Conclusions: Considerable variation exists in bacteraemia/fungaemia rates between similar centres within the same region. Standardising for the number of admissions and intensive care unit plus high dependency unit activity allows more meaningful comparisons of these rates. There is no correlation between rates of bacteraemia and fungaemia between units. Differences in identification of cases, case-mix and clinical or laboratory practices may help to explain variations in bacteraemia/fungaemia rates.

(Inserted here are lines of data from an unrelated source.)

//! NMEA 2000 transport layer as seen by the application: whole-message bus
//! abstraction, timer, and the outbound queue feeding the bus writer.
//!
//! CAN framing and Fast Packet reassembly stay inside the bus driver.
pub mod outbox;
pub mod traits;
/// Test doubles: recording sender and target for the handler, in-memory bus
/// and timer for the service.
use korri_switchbank::{
    core::N2kMsg,
    protocol::{
        group_function::binary_status::{BinaryStatusTarget, INSTANCE_UNSET},
        messages::{
            binary_status::{set_binary_status, BinaryStatus},
            PGN_BINARY_STATUS, PGN_GROUP_FUNCTION,
        },
        transport::traits::{korri_timer::KorriTimer, msg_sender::MsgSender, n2k_bus::N2kBus},
    },
};
use std::cell::{Cell, RefCell};
use std::convert::Infallible;
use std::sync::Arc;
use tokio::sync::{mpsc, Mutex};
use tokio::time::{sleep, Duration, Instant};

#[allow(dead_code)]
pub const DEVICE_ADDRESS: u8 = 0x20;
#[allow(dead_code)]
pub const PEER_ADDRESS: u8 = 0x35;
#[allow(dead_code)]
pub const BROADCAST: u8 = 0xFF;

//==================================================================================SENDER
#[derive(Default)]
#[allow(dead_code)]
/// Keeps every outbound message in order.
pub struct RecordingSender {
    pub sent: Vec<(N2kMsg, usize)>,
}

#[allow(dead_code)]
impl RecordingSender {
    pub fn messages(&self) -> impl Iterator<Item = &N2kMsg> {
        self.sent.iter().map(|(msg, _)| msg)
    }

    pub fn status_messages(&self) -> Vec<&N2kMsg> {
        self.messages().filter(|m| m.pgn == PGN_BINARY_STATUS).collect()
    }

    pub fn group_function_messages(&self) -> Vec<&N2kMsg> {
        self.messages().filter(|m| m.pgn == PGN_GROUP_FUNCTION).collect()
    }
}

impl MsgSender for RecordingSender {
    type Error = Infallible;

    fn send_msg(&mut self, msg: &N2kMsg, device: usize) -> Result<(), Self::Error> {
        self.sent.push((msg.clone(), device));
        Ok(())
    }
}

//==================================================================================TARGET
#[allow(dead_code)]
/// Target with scripted answers that records every callback.
pub struct RecordingTarget {
    pub instances: Vec<u8>,
    pub provides_status: bool,
    pub allow_instance_change: bool,
    pub accept_interval: bool,
    pub has_instance_calls: RefCell<Vec<u8>>,
    pub status_calls: Cell<usize>,
    pub change_instance_calls: Vec<(u8, u8)>,
    pub interval_calls: Vec<(u8, u32, u16)>,
}

#[allow(dead_code)]
impl RecordingTarget {
    pub fn new(instances: &[u8]) -> Self {
        Self {
            instances: instances.to_vec(),
            provides_status: true,
            allow_instance_change: true,
            accept_interval: false,
            has_instance_calls: RefCell::new(Vec::new()),
            status_calls: Cell::new(0),
            change_instance_calls: Vec::new(),
            interval_calls: Vec::new(),
        }
    }
}

impl BinaryStatusTarget for RecordingTarget {
    fn has_instance(&self, instance: u8) -> bool {
        self.has_instance_calls.borrow_mut().push(instance);
        self.instances.contains(&instance)
    }

    fn next_status_message(&mut self, instance: &mut u8, msg: &mut N2kMsg, advance: bool) -> bool {
        self.status_calls.set(self.status_calls.get() + 1);
        let position = self.instances.iter().position(|i| *i == *instance);
        let next = match (advance, position) {
            (true, Some(p)) => p + 1,
            (true, None) if *instance == INSTANCE_UNSET => 0,
            (false, Some(p)) => p,
            (true, _) => {
                *instance = INSTANCE_UNSET;
                return false;
            }
            (false, None) => return false,
        };
        let Some(&found) = self.instances.get(next) else {
            *instance = INSTANCE_UNSET;
            return false;
        };
        *instance = found;
        set_binary_status(msg, found, BinaryStatus::unavailable()).is_ok()
    }

    fn provides_status(&self) -> bool {
        self.provides_status
    }

    fn change_instance(&mut self, old: u8, new: u8) -> bool {
        self.change_instance_calls.push((old, new));
        if !self.allow_instance_change {
            return false;
        }
        match self.instances.iter_mut().find(|i| **i == old) {
            Some(slot) => {
                *slot = new;
                true
            }
            None => false,
        }
    }

    fn change_transmission_interval(&mut self, instance: u8, interval_ms: u32, offset_ms: u16) -> bool {
        self.interval_calls.push((instance, interval_ms, offset_ms));
        self.accept_interval
    }
}

//==================================================================================MESSAGES
#[allow(dead_code)]
/// Request for 127501 from the peer; `pairs` is the raw pair list.
pub fn request_msg(destination: u8, interval: u32, offset: u16, count: u8, pairs: &[u8]) -> N2kMsg {
    let mut msg = N2kMsg::new(PGN_GROUP_FUNCTION, 3, destination);
    msg.source = PEER_ADDRESS;
    msg.add_u8(0).unwrap();
    msg.add_u24(PGN_BINARY_STATUS).unwrap();
    msg.add_u32(interval).unwrap();
    msg.add_u16(offset).unwrap();
    msg.add_u8(count).unwrap();
    for byte in pairs {
        msg.add_u8(*byte).unwrap();
    }
    msg
}

#[allow(dead_code)]
/// Write Fields for 127501 from the peer; `pairs` holds selection then parameter pairs.
pub fn write_fields_msg(destination: u8, selection: u8, parameters: u8, pairs: &[u8]) -> N2kMsg {
    let mut msg = N2kMsg::new(PGN_GROUP_FUNCTION, 3, destination);
    msg.source = PEER_ADDRESS;
    msg.add_u8(5).unwrap();
    msg.add_u24(PGN_BINARY_STATUS).unwrap();
    msg.add_u8(0x01).unwrap();
    msg.add_u8(selection).unwrap();
    msg.add_u8(parameters).unwrap();
    for byte in pairs {
        msg.add_u8(*byte).unwrap();
    }
    msg
}

//==================================================================================BUS
#[derive(Clone)]
#[allow(dead_code)]
/// In-memory message bus reproducing the `N2kBus` trait behavior.
pub struct MockBus {
    tx: mpsc::UnboundedSender<N2kMsg>,
    rx: Arc<Mutex<mpsc::UnboundedReceiver<N2kMsg>>>,
}

#[allow(dead_code)]
impl MockBus {
    /// Construct a pair of interconnected buses (DUT ↔ host).
    pub fn create_pair() -> (Self, Self) {
        let (dut_tx, host_rx) = mpsc::unbounded_channel();
        let (host_tx, dut_rx) = mpsc::unbounded_channel();

        let dut_bus = Self {
            tx: dut_tx,
            rx: Arc::new(Mutex::new(dut_rx)),
        };

        let host_bus = Self {
            tx: host_tx,
            rx: Arc::new(Mutex::new(host_rx)),
        };

        (dut_bus, host_bus)
    }
}

impl N2kBus for MockBus {
    type Error = ();

    async fn send<'a>(&'a mut self, msg: &'a N2kMsg) -> Result<(), Self::Error> {
        self.tx.send(msg.clone()).map_err(|_| ())?;
        Ok(())
    }

    async fn recv(&mut self) -> Result<N2kMsg, Self::Error> {
        let mut rx = self.rx.lock().await;
        rx.recv().await.ok_or(())
    }
}

#[allow(dead_code)]
/// Timer based on `tokio::time` to drive delays and the clock in tests.
pub struct MockTimer {
    origin: Instant,
}

#[allow(dead_code)]
impl MockTimer {
    pub fn new() -> Self {
        Self {
            origin: Instant::now(),
        }
    }
}

impl KorriTimer for MockTimer {
    async fn delay_ms(&mut self, millis: u32) {
        sleep(Duration::from_millis(millis as u64)).await;
    }

    fn now_ms(&self) -> u64 {
        self.origin.elapsed().as_millis() as u64
    }
}
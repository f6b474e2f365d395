//! Periodic transmission scheduler synchronised to a common origin.
//!
//! Ticks fall on `origin + offset + k * period`. Keeping the phase anchored to
//! the origin (instead of "last send + period") lets several periodic PGNs be
//! spread over the bus with distinct offsets, and lets a remote node change the
//! period or offset through a group function request.
//!
//! The scheduler never reads a clock: every time-dependent call takes `now`.
use embassy_time::{Duration, Instant};

/// Periodic timer with a mutable period and phase offset.
#[derive(Debug, Clone)]
pub struct SyncScheduler {
    period_ms: u32,
    offset_ms: u32,
    origin: Option<Instant>,
    next: Option<Instant>,
    resync: bool,
}

impl SyncScheduler {
    /// Create a scheduler. It stays idle until [`start`](Self::start).
    pub const fn new(period_ms: u32, offset_ms: u32) -> Self {
        Self {
            period_ms,
            offset_ms,
            origin: None,
            next: None,
            resync: false,
        }
    }

    /// Anchor the schedule at `now`; the first tick is `now + offset`.
    pub fn start(&mut self, now: Instant) {
        self.origin = Some(now);
        self.resync = false;
        self.next = (self.period_ms != 0).then(|| now + Duration::from_millis(self.offset_ms as u64));
    }

    /// Replace period and offset. The next tick is recomputed on the next
    /// [`is_time`](Self::is_time) call; a period of `0` disables the schedule.
    pub fn set_period_and_offset(&mut self, period_ms: u32, offset_ms: u32) {
        self.period_ms = period_ms;
        self.offset_ms = offset_ms;
        self.resync = true;
    }

    /// Stop ticking until the next `start` or period change.
    pub fn disable(&mut self) {
        self.next = None;
        self.resync = false;
    }

    pub fn is_enabled(&self) -> bool {
        self.next.is_some() || (self.resync && self.origin.is_some() && self.period_ms != 0)
    }

    pub fn period_ms(&self) -> u32 {
        self.period_ms
    }

    pub fn offset_ms(&self) -> u32 {
        self.offset_ms
    }

    /// Next scheduled tick, if enabled.
    pub fn next_time(&self) -> Option<Instant> {
        self.next
    }

    /// Whether the scheduled tick has been reached.
    pub fn is_time(&mut self, now: Instant) -> bool {
        if self.resync {
            self.update_next_time(now);
        }
        matches!(self.next, Some(next) if next <= now)
    }

    /// Advance to the first tick strictly after `now`.
    pub fn update_next_time(&mut self, now: Instant) {
        self.resync = false;
        let Some(origin) = self.origin else {
            self.next = None;
            return;
        };
        if self.period_ms == 0 {
            self.next = None;
            return;
        }

        let first = origin + Duration::from_millis(self.offset_ms as u64);
        if now < first {
            self.next = Some(first);
            return;
        }

        let period = self.period_ms as u64;
        let elapsed = (now - first).as_millis();
        let ticks = elapsed / period + 1;
        self.next = Some(first + Duration::from_millis(ticks * period));
    }
}
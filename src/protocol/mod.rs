//! Protocol components of the switch bank: group function handling, message
//! codecs, the transmission scheduler, and the message-level transport.
pub mod group_function;
pub mod messages;
pub mod scheduler;
pub mod transport;
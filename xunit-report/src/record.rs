// Copyright (c) The quick-xunit Contributors
// SPDX-License-Identifier: MIT OR Apache-2.0

//! Reading outcome records, one JSON object per line.

use crate::errors::DisplayErrorChain;
use camino::Utf8PathBuf;
use quick_xunit::{
    HarnessError, HarnessErrorKind, ReportBuilder, TestOutcome, TestResult, Trait,
    errors::ValidationError,
};
use serde::Deserialize;
use std::{io, time::Duration};
use thiserror::Error;
use tracing::{debug, warn};

/// A single line of input could not be turned into a record.
#[derive(Debug, Error)]
#[non_exhaustive]
pub enum RecordError {
    /// The line is not valid UTF-8.
    #[error("record is not valid UTF-8")]
    InvalidUtf8(#[from] std::str::Utf8Error),

    /// The line is not valid JSON, or is missing required fields.
    #[error("failed to parse record")]
    Json(#[from] serde_json::Error),

    /// The `kind` field is not `test` or `error`.
    #[error("unknown record kind `{0}` (expected `test` or `error`)")]
    UnknownKind(String),

    /// The `time` field is negative, infinite or NaN.
    #[error("invalid test time {0}")]
    InvalidTime(f64),

    /// A field required for this result is missing.
    #[error("`{field}` is required for `{result}` records")]
    MissingField {
        /// The missing field.
        field: &'static str,
        /// The result of the record.
        result: &'static str,
    },

    /// The `error-type` of a harness error is not known.
    #[error("unknown error type `{0}`")]
    UnknownErrorType(String),

    /// The record was rejected by the report builder.
    #[error(transparent)]
    Validation(#[from] ValidationError),
}

/// Counts of records read from an input.
#[derive(Copy, Clone, Debug, Default, PartialEq, Eq)]
pub struct ReadSummary {
    /// The number of test outcomes added.
    pub tests: usize,

    /// The number of harness errors added.
    pub errors: usize,

    /// The number of lines that were rejected.
    pub rejected: usize,
}

/// Reads records from `reader` and adds them to `builder`.
///
/// Blank lines are skipped. A line that is not UTF-8, cannot be parsed or is rejected by the
/// builder is logged and counted in [`ReadSummary::rejected`]; reading continues with the next
/// line. Only I/O errors stop reading.
pub fn read_records(
    mut reader: impl io::BufRead,
    builder: &mut ReportBuilder,
) -> io::Result<ReadSummary> {
    let mut summary = ReadSummary::default();
    let mut buf = Vec::new();
    let mut line_number = 0;

    loop {
        buf.clear();
        if reader.read_until(b'\n', &mut buf)? == 0 {
            break;
        }
        line_number += 1;

        let result = std::str::from_utf8(&buf)
            .map_err(RecordError::from)
            .and_then(|line| {
                let line = line.trim();
                if line.is_empty() {
                    return Ok(None);
                }
                parse_record(line)
                    .and_then(|record| record.add_to(builder))
                    .map(Some)
            });
        match result {
            Ok(None) => {}
            Ok(Some(RecordKind::Test)) => summary.tests += 1,
            Ok(Some(RecordKind::Error)) => summary.errors += 1,
            Err(error) => {
                warn!("skipping line {line_number}: {}", DisplayErrorChain::new(&error));
                summary.rejected += 1;
            }
        }
    }

    debug!(
        "read {} test outcomes and {} harness errors ({} rejected)",
        summary.tests, summary.errors, summary.rejected,
    );
    Ok(summary)
}

#[derive(Copy, Clone, Debug, PartialEq, Eq)]
enum RecordKind {
    Test,
    Error,
}

#[derive(Debug)]
enum Record {
    Test(Box<TestOutcome>),
    Error(HarnessError),
}

impl Record {
    fn add_to(self, builder: &mut ReportBuilder) -> Result<RecordKind, RecordError> {
        match self {
            Record::Test(outcome) => {
                builder.add(*outcome)?;
                Ok(RecordKind::Test)
            }
            Record::Error(error) => {
                builder.add_error(error)?;
                Ok(RecordKind::Error)
            }
        }
    }
}

#[derive(Deserialize)]
struct RecordKindField {
    #[serde(default)]
    kind: Option<String>,
}

fn parse_record(line: &str) -> Result<Record, RecordError> {
    let value: serde_json::Value = serde_json::from_str(line)?;
    let kind_field = RecordKindField::deserialize(&value)?;
    match kind_field.kind.as_deref() {
        None | Some("test") => {
            let record: TestRecord = serde_json::from_value(value)?;
            Ok(Record::Test(Box::new(record.into_outcome()?)))
        }
        Some("error") => {
            let record: ErrorRecord = serde_json::from_value(value)?;
            Ok(Record::Error(record.into_harness_error()?))
        }
        Some(other) => Err(RecordError::UnknownKind(other.to_owned())),
    }
}

#[derive(Copy, Clone, Debug, Deserialize)]
enum RecordResult {
    Pass,
    Fail,
    Skip,
}

#[derive(Debug, Deserialize)]
#[serde(rename_all = "kebab-case")]
struct TestRecord {
    assembly: Utf8PathBuf,
    #[serde(rename = "type")]
    type_name: String,
    method: String,
    #[serde(default)]
    name: Option<String>,
    #[serde(default)]
    collection: Option<String>,
    result: RecordResult,
    #[serde(default)]
    time: f64,
    #[serde(default)]
    message: Option<String>,
    #[serde(default)]
    stack_trace: Option<String>,
    #[serde(default)]
    exception_type: Option<String>,
    #[serde(default)]
    reason: Option<String>,
    #[serde(default)]
    traits: Vec<TraitRecord>,
    #[serde(default)]
    output: Option<String>,
}

#[derive(Debug, Deserialize)]
struct TraitRecord {
    name: String,
    value: String,
}

impl TestRecord {
    fn into_outcome(self) -> Result<TestOutcome, RecordError> {
        let time =
            Duration::try_from_secs_f64(self.time).map_err(|_| RecordError::InvalidTime(self.time))?;

        let result = match self.result {
            RecordResult::Pass => TestResult::Pass,
            RecordResult::Fail => {
                let message = self.message.ok_or(RecordError::MissingField {
                    field: "message",
                    result: "Fail",
                })?;
                let mut result = TestResult::fail(message);
                if let Some(stack_trace) = self.stack_trace {
                    result.set_stack_trace(stack_trace);
                }
                if let Some(exception_type) = self.exception_type {
                    result.set_exception_type(exception_type);
                }
                result
            }
            RecordResult::Skip => {
                let reason = self.reason.ok_or(RecordError::MissingField {
                    field: "reason",
                    result: "Skip",
                })?;
                TestResult::skip(reason)
            }
        };

        let mut outcome = TestOutcome::new(self.assembly, self.type_name, self.method, result);
        outcome
            .set_time(time)
            .add_traits(self.traits.into_iter().map(|t| Trait::new(t.name, t.value)));
        if let Some(name) = self.name {
            outcome.set_name(name);
        }
        if let Some(collection) = self.collection {
            outcome.set_collection_name(collection);
        }
        if let Some(output) = self.output {
            outcome.set_output(output);
        }
        Ok(outcome)
    }
}

#[derive(Debug, Deserialize)]
#[serde(rename_all = "kebab-case")]
struct ErrorRecord {
    assembly: Utf8PathBuf,
    error_type: String,
    #[serde(default)]
    name: Option<String>,
    #[serde(default)]
    exception_type: Option<String>,
    #[serde(default)]
    message: String,
    #[serde(default)]
    stack_trace: Option<String>,
}

impl ErrorRecord {
    fn into_harness_error(self) -> Result<HarnessError, RecordError> {
        let kind = HarnessErrorKind::from_str_opt(&self.error_type)
            .ok_or(RecordError::UnknownErrorType(self.error_type))?;
        let mut error = HarnessError::new(self.assembly, kind, self.message);
        if let Some(name) = self.name {
            error.set_name(name);
        }
        if let Some(exception_type) = self.exception_type {
            error.set_exception_type(exception_type);
        }
        if let Some(stack_trace) = self.stack_trace {
            error.set_stack_trace(stack_trace);
        }
        Ok(error)
    }
}

#[cfg(all(test, unix))]
mod tests {
    use super::*;
    use chrono::{FixedOffset, TimeZone};
    use indoc::indoc;
    use pretty_assertions::assert_eq;
    use test_case::test_case;

    fn render(builder: &ReportBuilder) -> quick_xunit::Report {
        let timestamp = FixedOffset::east_opt(0)
            .and_then(|tz| tz.with_ymd_and_hms(2024, 1, 1, 0, 0, 0).single())
            .expect("valid timestamp");
        builder.render(timestamp)
    }

    #[test]
    fn reads_tests_and_errors() {
        let input = indoc! {r#"
            {"assembly": "/work/T.dll", "type": "N.T", "method": "A", "result": "Pass", "time": 0.25}

            {"assembly": "/work/T.dll", "type": "N.T", "method": "B", "result": "Fail", "message": "no", "exception-type": "Xunit.Sdk.FalseException"}
            {"kind": "test", "assembly": "/work/T.dll", "type": "N.T", "method": "C", "result": "Skip", "reason": "Skipped", "traits": [{"name": "Category", "value": "Slow"}]}
            {"kind": "error", "assembly": "/work/T.dll", "error-type": "test-class-cleanup", "name": "N.T", "message": "cleanup failed"}
        "#};

        let mut builder = ReportBuilder::new();
        let summary = read_records(input.as_bytes(), &mut builder).expect("no I/O errors");
        assert_eq!(
            summary,
            ReadSummary {
                tests: 3,
                errors: 1,
                rejected: 0,
            }
        );

        let report = render(&builder);
        let assembly = &report.assemblies[0];
        assert_eq!(assembly.counts.total, 3);
        assert_eq!(assembly.error_count(), 1);
        assert_eq!(assembly.time, Duration::from_millis(250));

        let tests = &assembly.collections[0].tests;
        assert_eq!(tests[2].traits, [Trait::new("Category", "Slow")]);
        match &tests[1].result {
            TestResult::Fail {
                exception_type,
                message,
                stack_trace,
            } => {
                assert_eq!(exception_type.as_deref(), Some("Xunit.Sdk.FalseException"));
                assert_eq!(message.as_str(), "no");
                assert_eq!(stack_trace, &None);
            }
            other => panic!("unexpected result {other:?}"),
        }
    }

    #[test_case(br#"{"assembly": "/w/T.dll""# ; "truncated json")]
    #[test_case(br#"{"assembly": "/w/T.dll", "type": "N.T", "result": "Pass"}"# ; "missing method")]
    #[test_case(br#"{"assembly": "/w/T.dll", "type": "N.T", "method": "M", "result": "Maybe"}"# ; "unknown result")]
    #[test_case(br#"{"assembly": "/w/T.dll", "type": "N.T", "method": "M", "result": "Fail"}"# ; "fail without message")]
    #[test_case(br#"{"assembly": "/w/T.dll", "type": "N.T", "method": "M", "result": "Skip"}"# ; "skip without reason")]
    #[test_case(br#"{"assembly": "/w/T.dll", "type": "N.T", "method": "M", "result": "Pass", "time": -1.0}"# ; "negative time")]
    #[test_case(br#"{"assembly": "", "type": "N.T", "method": "M", "result": "Pass"}"# ; "missing assembly")]
    #[test_case(br#"{"kind": "bogus"}"# ; "unknown kind")]
    #[test_case(br#"{"kind": "error", "assembly": "/w/T.dll", "error-type": "oops"}"# ; "unknown error type")]
    #[test_case(br#"{"assembly": "/w/T.dll", "type": "N.T", "method": "M\n", "result": "Pass"}"# ; "line break in method")]
    #[test_case(b"{\"assembly\": \"/w/T.dll\", \"type\": \"N.T\", \"method\": \"M\xff\", \"result\": \"Pass\"}" ; "invalid utf-8")]
    #[test_case(b"\xfe\xff" ; "binary garbage")]
    fn rejects_bad_lines(line: &[u8]) {
        let mut builder = ReportBuilder::new();
        let mut input = line.to_vec();
        input.extend_from_slice(
            b"\n{\"assembly\": \"/w/T.dll\", \"type\": \"N.T\", \"method\": \"Ok\", \"result\": \"Pass\"}\n",
        );
        let summary = read_records(input.as_slice(), &mut builder).expect("no I/O errors");
        assert_eq!(
            summary,
            ReadSummary {
                tests: 1,
                errors: 0,
                rejected: 1,
            }
        );
        assert_eq!(builder.len(), 1);
    }

    #[test]
    fn invalid_utf8_does_not_stop_reading() {
        let mut input = Vec::new();
        input.extend_from_slice(
            b"{\"assembly\": \"/w/T.dll\", \"type\": \"N.T\", \"method\": \"A\", \"result\": \"Pass\"}\n",
        );
        input.extend_from_slice(b"{\"bad\": \"\xff\"}\r\n");
        input.extend_from_slice(
            b"{\"assembly\": \"/w/T.dll\", \"type\": \"N.T\", \"method\": \"B\", \"result\": \"Pass\"}",
        );

        let mut builder = ReportBuilder::new();
        let summary = read_records(input.as_slice(), &mut builder).expect("no I/O errors");
        assert_eq!(
            summary,
            ReadSummary {
                tests: 2,
                errors: 0,
                rejected: 1,
            }
        );

        let report = render(&builder);
        let methods: Vec<_> = report.assemblies[0].collections[0]
            .tests
            .iter()
            .map(|t| t.method_name.as_str())
            .collect();
        assert_eq!(methods, ["A", "B"]);
    }
}
// Copyright (c) The quick-xunit Contributors
// SPDX-License-Identifier: MIT OR Apache-2.0

//! Logging and colorization for xunit-report.

use clap::ValueEnum;
use owo_colors::{OwoColorize, Style, style};
use std::fmt;
use tracing::{
    Event, Level, Subscriber,
    field::{Field, Visit},
    level_filters::LevelFilter,
};
use tracing_subscriber::{
    Layer,
    filter::Targets,
    fmt::{FmtContext, FormatEvent, FormatFields, format},
    layer::SubscriberExt,
    registry::LookupSpan,
    util::SubscriberInitExt,
};

/// The environment variable used to configure log levels, e.g. `quick_xunit=debug`.
pub static LOG_ENV: &str = "QUICK_XUNIT_LOG";

/// Log target for error chains: printed without a level heading.
pub(crate) const NO_HEADING_TARGET: &str = "xunit_report::no_heading";

/// High level specification of output options.
#[derive(Copy, Clone, Debug)]
#[must_use]
pub struct OutputContext {
    /// Whether debug logging was requested.
    pub verbose: bool,

    /// How colorization is determined.
    pub color: Color,
}

impl OutputContext {
    /// Initializes logging. Only the first call has an effect.
    pub fn init(self) -> Self {
        self.color.init(self.verbose);
        self
    }
}

/// Specifies whether to colorize output.
#[derive(Copy, Clone, Debug, Default, PartialEq, Eq, ValueEnum)]
#[must_use]
pub enum Color {
    /// Colorize if stderr supports it and `NO_COLOR` is not set.
    #[default]
    Auto,

    /// Always colorize.
    Always,

    /// Never colorize.
    Never,
}

impl Color {
    fn init(self, verbose: bool) {
        let mut log_styles = LogStyles::default();
        if self.should_colorize(supports_color::Stream::Stderr) {
            log_styles.colorize();
        }

        INIT_LOGGER.call_once(|| {
            let default_level = if verbose {
                LevelFilter::DEBUG
            } else {
                LevelFilter::INFO
            };
            let targets = match std::env::var(LOG_ENV) {
                Ok(level_str) if !level_str.is_empty() => {
                    level_str.parse().unwrap_or_else(|error| {
                        eprintln!("warning: ignoring invalid {LOG_ENV} ({error})");
                        Targets::new().with_default(default_level)
                    })
                }
                // If the level string is empty or unset, use the standard level filter instead.
                _ => Targets::new().with_default(default_level),
            };

            let layer = tracing_subscriber::fmt::layer()
                .event_format(SimpleFormatter { styles: log_styles })
                .with_writer(std::io::stderr)
                .with_filter(targets);

            tracing_subscriber::registry().with(layer).init();
        });
    }

    /// Determines whether output should be colorized based on whether the given stream supports
    /// this.
    pub fn should_colorize(self, stream: supports_color::Stream) -> bool {
        match self {
            Color::Auto => supports_color::on_cached(stream).is_some(),
            Color::Always => true,
            Color::Never => false,
        }
    }
}

struct SimpleFormatter {
    styles: LogStyles,
}

impl<S, N> FormatEvent<S, N> for SimpleFormatter
where
    S: Subscriber + for<'a> LookupSpan<'a>,
    N: for<'a> FormatFields<'a> + 'static,
{
    fn format_event(
        &self,
        _ctx: &FmtContext<'_, S, N>,
        mut writer: format::Writer<'_>,
        event: &Event<'_>,
    ) -> fmt::Result {
        let metadata = event.metadata();

        if metadata.target() != NO_HEADING_TARGET {
            match *metadata.level() {
                Level::ERROR => write!(writer, "{}: ", "error".style(self.styles.error))?,
                Level::WARN => write!(writer, "{}: ", "warning".style(self.styles.warning))?,
                Level::INFO => write!(writer, "{}: ", "info".style(self.styles.info))?,
                Level::DEBUG => write!(writer, "{}: ", "debug".style(self.styles.debug))?,
                Level::TRACE => write!(writer, "{}: ", "trace".style(self.styles.trace))?,
            }
        }

        let mut visitor = MessageVisitor {
            writer: &mut writer,
            // Show other fields for debug or trace output.
            show_other: *metadata.level() >= Level::DEBUG,
            error: None,
        };

        event.record(&mut visitor);

        if let Some(error) = visitor.error {
            return Err(error);
        }

        writeln!(writer)
    }
}

static MESSAGE_FIELD: &str = "message";

struct MessageVisitor<'writer, 'a> {
    writer: &'a mut format::Writer<'writer>,
    show_other: bool,
    error: Option<fmt::Error>,
}

impl Visit for MessageVisitor<'_, '_> {
    fn record_debug(&mut self, field: &Field, value: &dyn fmt::Debug) {
        let result = if field.name() == MESSAGE_FIELD {
            write!(self.writer, "{value:?}")
        } else if self.show_other {
            write!(self.writer, "; {} = {:?}", field.name(), value)
        } else {
            Ok(())
        };
        if let Err(error) = result {
            self.error = Some(error);
        }
    }
}

static INIT_LOGGER: std::sync::Once = std::sync::Once::new();

#[derive(Debug, Default)]
struct LogStyles {
    error: Style,
    warning: Style,
    info: Style,
    debug: Style,
    trace: Style,
}

impl LogStyles {
    fn colorize(&mut self) {
        self.error = style().red().bold();
        self.warning = style().yellow().bold();
        self.info = style().bold();
        self.debug = style().bold();
        self.trace = style().dimmed();
    }
}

PD.08 LOW RATES OF CHLAMYDIA TRACHOMATIS CONJUNCTIVITIS IN THE NEWBORN: POSSIBLE EFFECTS OF CHANGING BIRTH DEMOGRAPHICS
T. J. Malpas, D. Albert, I. Muscat. The General Hospital, Jersey, UK
Aims: To study the incidence of neonatal conjunctivitis in a defined geographical area, with particular reference to disease caused by Chlamydia trachomatis.
Methods: In a prospective population-based study, taking place from 1 August 2004 to 30 September 2005, the eyes of infants aged 3–28 days with evidence of neonatal conjunctivitis were swabbed. Isolation and characterisation of bacteria were performed using conventional microbiological methods. Immunofluorescence and strand displacement amplification were used to detect C trachomatis.
Results: There were 1117 deliveries in the study period. The mean maternal age at booking was 31.8 years. The rate of Caesarean section delivery was 34.5%. Eighty one babies with conjunctivitis were identified (7.2% of all live births). Bacteria were cultured in 62 patients (76.5%). Only one case of C trachomatis was detected. The other organisms were Staphylococcus epidermidis in 35 cases (43.2%), Streptococcus viridans in 13 cases (16.0%) and Staphylococcus aureus in eight (9.9%).
Conclusions: Neonatal conjunctivitis is common. However, only one case was attributable to C trachomatis (1.2%). Possible explanations may include the high maternal age and Caesarean section rate in the population studied.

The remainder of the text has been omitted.